Toute la logique du projet de loi est de faire évoluer les mentalités, y compris dans la sphère privée et les représentations stéréotypées du rôle de chacun dans la société. La réforme du congé parental, par exemple, vise une meilleure répartition des temps, entre vie professionnelle et vie personnelle. La juste représentation des femmes dans les médias, et leur plus grande visibilité dans l’ensemble de la vie culturelle et sociale doivent avoir pour effet de modifier tous les comportements. L’éducation dès le plus jeune âge joue également un rôle fondamental dans le changement des habitudes, c’est l’enjeu des ABCD de l’égalité (nouveaux apprentissages expérimentaux en classe de primaire). À l’échelle d’une génération, on peut changer beaucoup de choses.

Le Haut Conseil à l’égalité entre les femmes et les hommes vous a récemment remis un rapport sur l’IVG : il s’avère très difficile d’y avoir recours dans certains territoires. Cent centres IVG ont fermé ces dix dernières années. Comptez-vous en rouvrir ?
 
Le diagnostic du Haut Conseil est incontestable et essentiel. On travaille avec Marisol Touraine sur cette question. Il faut que chaque femme puisse avoir accès à un endroit où procéder à l’IVG, et à la méthode qu’elle souhaite.
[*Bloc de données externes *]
use tokio::net::TcpListener;
use tracing_subscriber::EnvFilter;

#[tokio::main]
async fn main() -> Result<(), std::io::Error> {
    tracing_subscriber::fmt()
        .with_env_filter(EnvFilter::try_from_default_env().unwrap_or_else(|_| "info".into()))
        .init();

    let port = std::env::var("PORT").unwrap_or_else(|_| "3000".to_string());
    let addr = format!("127.0.0.1:{port}");
    let listener = TcpListener::bind(&addr).await?;
    tracing::info!(%addr, "listening");
    mock_server::run(listener).await
}
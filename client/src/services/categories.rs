//! Category endpoints.
//!
//! Deleting a category does not cascade into the todo cache client-side;
//! whatever the server does to referencing todos shows up on the next fetch.

use crate::client::ApiClient;
use crate::error::ApiError;
use crate::types::{Category, CreateCategoryRequest, UpdateCategoryRequest};

/// Typed wrapper for `/categories`.
#[derive(Clone)]
pub struct CategoryService {
    client: ApiClient,
}

impl CategoryService {
    pub fn new(client: ApiClient) -> Self {
        Self { client }
    }

    pub fn list(&self) -> Result<Vec<Category>, ApiError> {
        self.client.get("/categories", &[])
    }

    pub fn get(&self, id: i64) -> Result<Category, ApiError> {
        self.client.get(&format!("/categories/{id}"), &[])
    }

    pub fn create(&self, input: &CreateCategoryRequest) -> Result<Category, ApiError> {
        self.client.post("/categories", input)
    }

    pub fn update(&self, id: i64, input: &UpdateCategoryRequest) -> Result<Category, ApiError> {
        self.client.put(&format!("/categories/{id}"), input)
    }

    pub fn delete(&self, id: i64) -> Result<(), ApiError> {
        self.client.delete(&format!("/categories/{id}"))
    }
}

#[cfg(test)]
mod tests {
    use std::sync::Arc;

    use super::*;
    use crate::config::ClientConfig;
    use crate::http::HttpMethod;
    use crate::session::SessionManager;
    use crate::testing::FakeTransport;

    fn service_with(transport: Arc<FakeTransport>) -> CategoryService {
        let config = ClientConfig::new("http://localhost:3000");
        let client = ApiClient::with_transport(&config, transport, SessionManager::in_memory());
        CategoryService::new(client)
    }

    #[test]
    fn create_posts_name_and_optional_color() {
        let transport = FakeTransport::respond_all(
            201,
            r##"{"id":1,"name":"Work","color":"#2196f3","createdAt":"x","updatedAt":"x",
                "user":{"id":1,"username":"alice"}}"##,
        );
        let service = service_with(Arc::clone(&transport));
        let category = service
            .create(&CreateCategoryRequest {
                name: "Work".to_string(),
                color: None,
            })
            .unwrap();
        assert_eq!(category.name, "Work");

        let body: serde_json::Value =
            serde_json::from_str(transport.requests()[0].body.as_deref().unwrap()).unwrap();
        assert_eq!(body["name"], "Work");
        assert!(body.get("color").is_none());
    }

    #[test]
    fn update_puts_to_the_id_path() {
        let transport = FakeTransport::respond_all(
            200,
            r##"{"id":3,"name":"Home","color":"#4caf50","createdAt":"x","updatedAt":"x",
                "user":{"id":1,"username":"alice"}}"##,
        );
        let service = service_with(Arc::clone(&transport));
        service
            .update(
                3,
                &UpdateCategoryRequest {
                    name: Some("Home".to_string()),
                    color: None,
                },
            )
            .unwrap();

        let sent = transport.requests();
        assert_eq!(sent[0].method, HttpMethod::Put);
        assert_eq!(sent[0].url, "http://localhost:3000/categories/3");
    }
}
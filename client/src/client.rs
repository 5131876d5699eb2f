//! The HTTP client: request building, execution, and response interpretation.
//!
//! # Design
//! `ApiClient` is the only place that talks to the [`Transport`]. It attaches
//! the bearer token when the session holds one, sends JSON bodies, and
//! normalizes every failure to [`ApiError`] before callers see it.
//!
//! A 401 from ANY endpoint is handled here, unconditionally: the session is
//! invalidated (both persisted keys removed, one `Invalidated` notification)
//! before the error is returned. The caller that happened to trigger it gets
//! `ApiError::Unauthorized` like any other error, but the session side effect
//! does not depend on who asked.

use std::sync::Arc;

use serde::de::DeserializeOwned;
use serde::Serialize;

use crate::config::ClientConfig;
use crate::error::{self, ApiError};
use crate::http::{append_query, HttpMethod, HttpRequest, HttpResponse, Transport};
use crate::session::SessionManager;
use crate::transport::UreqTransport;

/// Typed HTTP client for the todo API. Cheap to clone; clones share the
/// transport and session manager.
#[derive(Clone)]
pub struct ApiClient {
    base_url: String,
    transport: Arc<dyn Transport>,
    session: SessionManager,
}

impl ApiClient {
    /// Client over the ureq transport with the configured timeout.
    pub fn new(config: &ClientConfig, session: SessionManager) -> Self {
        Self::with_transport(
            config,
            Arc::new(UreqTransport::new(config.timeout)),
            session,
        )
    }

    /// Client over an arbitrary transport (tests use a scripted fake).
    pub fn with_transport(
        config: &ClientConfig,
        transport: Arc<dyn Transport>,
        session: SessionManager,
    ) -> Self {
        Self {
            base_url: config.base_url.trim_end_matches('/').to_string(),
            transport,
            session,
        }
    }

    pub fn session(&self) -> &SessionManager {
        &self.session
    }

    /// GET `path` with the given query pairs and deserialize the body.
    pub fn get<T: DeserializeOwned>(
        &self,
        path: &str,
        query: &[(&str, String)],
    ) -> Result<T, ApiError> {
        let response = self.request(HttpMethod::Get, path, query, None)?;
        parse_body(&response)
    }

    /// POST a JSON payload to `path` and deserialize the body.
    pub fn post<B: Serialize, T: DeserializeOwned>(&self, path: &str, body: &B) -> Result<T, ApiError> {
        let body = to_json(body)?;
        let response = self.request(HttpMethod::Post, path, &[], Some(body))?;
        parse_body(&response)
    }

    /// PUT a JSON payload to `path` and deserialize the body.
    pub fn put<B: Serialize, T: DeserializeOwned>(&self, path: &str, body: &B) -> Result<T, ApiError> {
        let body = to_json(body)?;
        let response = self.request(HttpMethod::Put, path, &[], Some(body))?;
        parse_body(&response)
    }

    /// PATCH `path` with no payload and deserialize the body.
    pub fn patch<T: DeserializeOwned>(&self, path: &str) -> Result<T, ApiError> {
        let response = self.request(HttpMethod::Patch, path, &[], None)?;
        parse_body(&response)
    }

    /// DELETE `path`, discarding any response body.
    pub fn delete(&self, path: &str) -> Result<(), ApiError> {
        self.request(HttpMethod::Delete, path, &[], None)?;
        Ok(())
    }

    /// Build, execute, and status-check one request. Returns the raw response
    /// for any 2xx status; all other outcomes are normalized errors.
    pub fn request(
        &self,
        method: HttpMethod,
        path: &str,
        query: &[(&str, String)],
        body: Option<String>,
    ) -> Result<HttpResponse, ApiError> {
        let request = self.build_request(method, path, query, body);
        tracing::debug!(method = method.as_str(), url = %request.url, "request");

        let response = self
            .transport
            .send(&request)
            .map_err(|e| ApiError::Network(e.to_string()))?;
        tracing::debug!(status = response.status, url = %request.url, "response");

        if response.status == 401 {
            // Global side effect, regardless of which call triggered it.
            self.session.invalidate();
            return Err(ApiError::Unauthorized {
                message: error::error_message(&response),
            });
        }
        if !(200..300).contains(&response.status) {
            return Err(error::normalize(&response));
        }
        Ok(response)
    }

    fn build_request(
        &self,
        method: HttpMethod,
        path: &str,
        query: &[(&str, String)],
        body: Option<String>,
    ) -> HttpRequest {
        let mut url = format!("{}{path}", self.base_url);
        append_query(&mut url, query);

        let mut headers = Vec::new();
        if let Some(token) = self.session.token() {
            headers.push(("authorization".to_string(), format!("Bearer {token}")));
        }
        if body.is_some() {
            headers.push(("content-type".to_string(), "application/json".to_string()));
        }

        HttpRequest {
            method,
            url,
            headers,
            body,
        }
    }
}

fn to_json<B: Serialize>(body: &B) -> Result<String, ApiError> {
    serde_json::to_string(body).map_err(|e| ApiError::Serialization(e.to_string()))
}

fn parse_body<T: DeserializeOwned>(response: &HttpResponse) -> Result<T, ApiError> {
    serde_json::from_str(&response.body).map_err(|e| ApiError::Deserialization(e.to_string()))
}
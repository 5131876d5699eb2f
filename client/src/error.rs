//! Error types for the todo API client.
//!
//! # Design
//! Every failure is normalized to one shape before it reaches calling code:
//! a message, the HTTP status when one exists, and the server's per-field
//! validation errors when it sent them. `NotFound` and `Unauthorized` get
//! dedicated variants because callers distinguish them; everything else
//! non-2xx lands in `Http`.
//!
//! The message-preference chain follows the backend's conventions: the body's
//! `message` key, then its `error` key, then a generic `HTTP <status>` string.
//! Transport failures (timeout, refused connection) carry no status at all.

use std::collections::BTreeMap;

use serde::Deserialize;
use thiserror::Error;

use crate::http::HttpResponse;

/// Per-field validation errors as sent by the server.
pub type FieldErrors = BTreeMap<String, Vec<String>>;

/// Errors surfaced by the API client and everything layered on it.
#[derive(Debug, Error)]
pub enum ApiError {
    /// No response was received: timeout, DNS failure, connection refused.
    #[error("{0}")]
    Network(String),

    /// The server returned 401. The session has already been invalidated by
    /// the time this variant is observed.
    #[error("{message}")]
    Unauthorized { message: String },

    /// The server returned 404 — the requested resource does not exist.
    #[error("resource not found")]
    NotFound,

    /// Any other non-2xx status, with the normalized message and whatever
    /// per-field errors the body carried.
    #[error("{message}")]
    Http {
        status: u16,
        message: String,
        errors: Option<FieldErrors>,
    },

    /// The request payload could not be serialized to JSON.
    #[error("serialization failed: {0}")]
    Serialization(String),

    /// The response body could not be deserialized into the expected type.
    #[error("deserialization failed: {0}")]
    Deserialization(String),
}

impl ApiError {
    /// HTTP status associated with this error, when the server produced one.
    pub fn status(&self) -> Option<u16> {
        match self {
            ApiError::Unauthorized { .. } => Some(401),
            ApiError::NotFound => Some(404),
            ApiError::Http { status, .. } => Some(*status),
            _ => None,
        }
    }

    /// Per-field validation errors, when the server sent them.
    pub fn field_errors(&self) -> Option<&FieldErrors> {
        match self {
            ApiError::Http { errors, .. } => errors.as_ref(),
            _ => None,
        }
    }
}

/// Error body shapes the backend emits. Spring controllers answer with either
/// `{"message": ...}` or `{"error": ...}`, optionally with an `errors` map
/// keyed by field name.
#[derive(Debug, Deserialize, Default)]
struct ErrorBody {
    message: Option<String>,
    error: Option<String>,
    errors: Option<FieldErrors>,
}

/// Extract the user-facing message from an error response body, falling back
/// to a generic string when the body is empty or not JSON.
pub(crate) fn error_message(response: &HttpResponse) -> String {
    let body: ErrorBody = serde_json::from_str(&response.body).unwrap_or_default();
    body.message
        .or(body.error)
        .unwrap_or_else(|| format!("HTTP {}", response.status))
}

/// Normalize a non-2xx, non-401 response into an `ApiError`.
pub(crate) fn normalize(response: &HttpResponse) -> ApiError {
    if response.status == 404 {
        return ApiError::NotFound;
    }
    let body: ErrorBody = serde_json::from_str(&response.body).unwrap_or_default();
    let message = body
        .message
        .or(body.error)
        .unwrap_or_else(|| format!("HTTP {}", response.status));
    ApiError::Http {
        status: response.status,
        message,
        errors: body.errors,
    }
}
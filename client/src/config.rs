//! Client configuration.

use std::time::Duration;

/// Fixed transport timeout; exceeding it surfaces as a transport error.
pub const DEFAULT_TIMEOUT: Duration = Duration::from_secs(10);

const DEFAULT_BASE_URL: &str = "http://127.0.0.1:3000";

/// Connection settings for [`crate::ApiClient`].
#[derive(Debug, Clone)]
pub struct ClientConfig {
    /// Base URL of the API; a trailing slash is tolerated.
    pub base_url: String,
    /// Bound on a single round-trip. There is no retry on expiry.
    pub timeout: Duration,
}

impl ClientConfig {
    pub fn new(base_url: &str) -> Self {
        Self {
            base_url: base_url.trim_end_matches('/').to_string(),
            timeout: DEFAULT_TIMEOUT,
        }
    }

    /// Read the base URL from the `API_URL` environment variable, falling
    /// back to the default local address.
    pub fn from_env() -> Self {
        let base_url = std::env::var("API_URL").unwrap_or_else(|_| DEFAULT_BASE_URL.to_string());
        Self::new(&base_url)
    }
}

impl Default for ClientConfig {
    fn default() -> Self {
        Self::new(DEFAULT_BASE_URL)
    }
}

#[cfg(test)]
mod tests {
    use super::*;

    #[test]
    fn trailing_slash_is_stripped() {
        let config = ClientConfig::new("http://localhost:3000/");
        assert_eq!(config.base_url, "http://localhost:3000");
    }

    #[test]
    fn default_timeout_is_ten_seconds() {
        assert_eq!(ClientConfig::default().timeout, Duration::from_secs(10));
    }
}
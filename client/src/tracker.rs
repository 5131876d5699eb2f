//! Observable state wrapper for fallible operations.
//!
//! # Design
//! A [`Tracker`] runs an operation and mirrors its outcome into
//! `{data, loading, error}` state that consumers can poll. The outcome is
//! returned from `execute` as a plain `Result` — the single source of truth;
//! state is the observable copy of it, never a second channel carrying
//! different information.
//!
//! Every `execute` claims a generation. `reset` and any newer `execute` bump
//! it, so a settlement that arrives after it has been superseded is discarded
//! instead of racing: stale operations cannot overwrite newer state. The
//! operation itself is never interrupted — only its settlement is dropped.

use std::fmt;
use std::sync::{Arc, Mutex, MutexGuard};

/// Observable snapshot of an operation's progress.
#[derive(Debug, Clone, PartialEq, Eq)]
pub struct AsyncState<T> {
    pub data: Option<T>,
    pub loading: bool,
    pub error: Option<String>,
}

impl<T> AsyncState<T> {
    fn idle() -> Self {
        Self {
            data: None,
            loading: false,
            error: None,
        }
    }
}

impl<T> Default for AsyncState<T> {
    fn default() -> Self {
        Self::idle()
    }
}

struct Inner<T> {
    state: AsyncState<T>,
    generation: u64,
}

/// Shared handle around tracked state. Clones observe and drive the same
/// state; independent trackers are fully independent.
pub struct Tracker<T> {
    inner: Arc<Mutex<Inner<T>>>,
}

impl<T> Clone for Tracker<T> {
    fn clone(&self) -> Self {
        Self {
            inner: Arc::clone(&self.inner),
        }
    }
}

impl<T: Clone> Default for Tracker<T> {
    fn default() -> Self {
        Self::new()
    }
}

impl<T: Clone> Tracker<T> {
    pub fn new() -> Self {
        Self {
            inner: Arc::new(Mutex::new(Inner {
                state: AsyncState::idle(),
                generation: 0,
            })),
        }
    }

    /// Current state snapshot.
    pub fn state(&self) -> AsyncState<T> {
        self.lock().state.clone()
    }

    pub fn is_loading(&self) -> bool {
        self.lock().state.loading
    }

    pub fn data(&self) -> Option<T> {
        self.lock().state.data.clone()
    }

    pub fn error(&self) -> Option<String> {
        self.lock().state.error.clone()
    }

    /// Run `operation`, mirroring its outcome into state.
    ///
    /// Raises `loading` (clearing any previous error, keeping previous data
    /// visible) before the operation starts. On settlement the state becomes
    /// either `{data: Some(value), ..}` or `{error: Some(message), ..}` —
    /// unless this call was superseded by a newer `execute` or a `reset`
    /// while in flight, in which case the settlement is discarded and only
    /// the returned `Result` carries the outcome.
    pub fn execute<F, E>(&self, operation: F) -> Result<T, E>
    where
        F: FnOnce() -> Result<T, E>,
        E: fmt::Display,
    {
        let generation = {
            let mut inner = self.lock();
            inner.generation += 1;
            inner.state.loading = true;
            inner.state.error = None;
            inner.generation
        };

        let result = operation();

        let mut inner = self.lock();
        if inner.generation == generation {
            inner.state = match &result {
                Ok(value) => AsyncState {
                    data: Some(value.clone()),
                    loading: false,
                    error: None,
                },
                Err(error) => AsyncState {
                    data: None,
                    loading: false,
                    error: Some(error.to_string()),
                },
            };
        } else {
            tracing::debug!("discarding superseded settlement");
        }
        result
    }

    /// Restore the idle state. An operation in flight is not interrupted,
    /// but its settlement will be discarded.
    pub fn reset(&self) {
        let mut inner = self.lock();
        inner.generation += 1;
        inner.state = AsyncState::idle();
    }

    fn lock(&self) -> MutexGuard<'_, Inner<T>> {
        self.inner.lock().unwrap_or_else(|e| e.into_inner())
    }
}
Cela ne passe pas forcément par l’ouverture de centres : il faut que dans un plus large nombre d' hôpitaux, on puisse procéder à des IVG. On est en train d’y travailler.

Sur la proposition de loi touchant à la prostitution, beaucoup d’associations féministes considèrent que le projet risque d’enfoncer les prostituées dans la clandestinité. Cela ne vous fait-il pas douter de vos certitudes ?

Les associations féministes soutiennent quasiment toutes ce texte. J’ai beaucoup de considération et de respect pour le travail et l’expertise de toutes les associations : leurs réserves et leurs craintes ont été entendues par les parlementaires, et nous y répondons. La proposition de loi a été préparée avec le témoignage de nombreuses prostituées elles-mêmes. Leur protection est au cœur de la proposition de loi : non seulement elles seront enfin considérées comme des victimes au lieu d’être pénalisées, mais des moyens nouveaux sont créés pour mieux les accompagner sur le plan sanitaire et social et leur offrir enfin de véritables alternatives.

BOITE NOIRENajat Vallaud-Belkacem avait donné son accord pour participer à notre émission Live consacré aux femmes en politique depuis près de deux mois.

Mais le calendrier parlementaire a été entre-temps bousculé et les députés ont commencé d'examiner la proposition de loi sur la pénalisation de la prostitution vendredi. La ministre a donc dû annuler sa participation.

En remplacement, nous avons organisé un entretien rapide avec Najat Vallaud-Belkacem.